Lula chama de "falso moralismo" limites da lei eleitoral

sexta-feira, 6 de junho de 2008 17:16 BRT
 

BRASÍLIA (Reuters) - O presidente Luiz Inácio Lula da Silva chamou de "falso moralismo" as restrições da lei eleitoral na liberação de recursos em ano de eleições ao assinar nesta sexta-feira contratos do Programa de Aceleração do Crescimento (PAC) com Estados.

"Você tem o dinheiro, a necessidade, você tem as pessoas que precisam e, pelo falso moralismo deste país, se parte do pressuposto que um presidente ou um governador assinar um contrato com um prefeito é beneficiar o prefeito. Ou seja, é o lado podre da hipocrisia brasileira, em que você pára um determinado tempo pela suspeição", afirmou Lula no Palácio do Planalto.

O presidente deixou claro que precisava assinar os convênios com os governadores para cumprir o prazo das regras eleitorais. Em geral, Lula viaja aos Estados para lançar as obras do PAC em cerimônias com farta presença popular e de políticos.

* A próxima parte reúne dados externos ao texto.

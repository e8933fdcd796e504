/*
 ██╗     ██╗███╗   ██╗███████╗ █████╗ ██████╗     ██╗      █████╗ ██╗   ██╗███╗   ██╗ ██████╗██╗  ██╗
 ██║     ██║████╗  ██║██╔════╝██╔══██╗██╔══██╗    ██║     ██╔══██╗██║   ██║████╗  ██║██╔════╝██║  ██║
 ██║     ██║██╔██╗ ██║█████╗  ███████║██████╔╝    ██║     ███████║██║   ██║██╔██╗ ██║██║     ███████║
 ██║     ██║██║╚██╗██║██╔══╝  ██╔══██║██╔══██╗    ██║     ██╔══██║██║   ██║██║╚██╗██║██║     ██╔══██║
 ███████╗██║██║ ╚████║███████╗██║  ██║██║  ██║    ███████╗██║  ██║╚██████╔╝██║ ╚████║╚██████╗██║  ██║
 ╚══════╝╚═╝╚═╝  ╚═══╝╚══════╝╚═╝  ╚═╝╚═╝  ╚═╝    ╚══════╝╚═╝  ╚═╝ ╚═════╝ ╚═╝  ╚═══╝ ╚═════╝╚═╝  ╚═╝

  Linear Bonding Curve Token Launch Ledger for Solana

 Price
   ^
   |                                    /
   |                               /
   |                          /
   |                     /
   |                /
   |           /
   |      /
   | /            price(n) = base_price + slope * n
   +---------------------------------> Tokens Sold

 Launch -> Buy / Sell -> Graduate -> Withdraw Fees
*/

use anchor_lang::prelude::*;

pub mod constants;
pub mod curve;
pub mod errors;
pub mod events;
pub mod instructions;
pub mod state;
pub mod units;

use curve::TradeQuote;
use instructions::*;
use state::LaunchParams;

declare_id!("8J1B4J1Ux8eF89vkokvmSyrLHNUYUYVBAxB7h9Vmc47");

#[program]
pub mod linear_launch {
    use super::*;

    pub fn initialize_launch(ctx: Context<InitializeLaunch>, params: LaunchParams) -> Result<()> {
        ctx.accounts.initialize_launch(params, ctx.bumps)
    }

    pub fn buy(ctx: Context<TradeLaunch>, units: u64, max_cost: u64) -> Result<()> {
        ctx.accounts.buy(units, max_cost)
    }

    pub fn sell(ctx: Context<TradeLaunch>, units: u64, min_payout: u64) -> Result<()> {
        ctx.accounts.sell(units, min_payout)
    }

    pub fn withdraw_fees(ctx: Context<WithdrawFees>) -> Result<()> {
        ctx.accounts.withdraw_fees()
    }

    pub fn graduate(ctx: Context<Graduate>) -> Result<()> {
        ctx.accounts.graduate()
    }

    pub fn quote_buy(ctx: Context<QuoteLaunch>, units: u64) -> Result<TradeQuote> {
        ctx.accounts.quote_buy(units)
    }

    pub fn quote_sell(ctx: Context<QuoteLaunch>, units: u64) -> Result<TradeQuote> {
        ctx.accounts.quote_sell(units)
    }
}
pub mod graduate;
pub mod initialize_launch;
pub mod quote;
pub mod trade;
pub mod vault;
pub mod withdraw_fees;

pub use graduate::*;
pub use initialize_launch::*;
pub use quote::*;
pub use trade::*;
pub use withdraw_fees::*;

O governo quer evitar punições pelo não cumprimento da legislação eleitoral, que permite a execução de obras nos Estados e municípios somente até 5 de julho, quatro meses antes das eleições municipais, que se realizam em outubro.

"Este ato está sendo feito aqui hoje por uma única razão: é que no começo de julho nós não podemos mais assinar contratos porque a eleição neste país, ao invés de ser uma coisa importante para consagrar a democracia, ela faz com que quem governa fique um ano sem governar em quatro anos de mandato", criticou.

Ao reiterar que os contratos do PAC são assinados com governadores e prefeitos de todos os partidos, Lula convocou os chefes de Executivo a chancelarem as obras porque a Fazenda fica "doida" para ficar com os recursos e engordar o superávit primário.

Ele exemplificou com a verba que está disponível na Caixa Econômica Federal (CEF), de 1,5 bilhão de reais, que ficará presa se os contratos não forem assinados a tempo.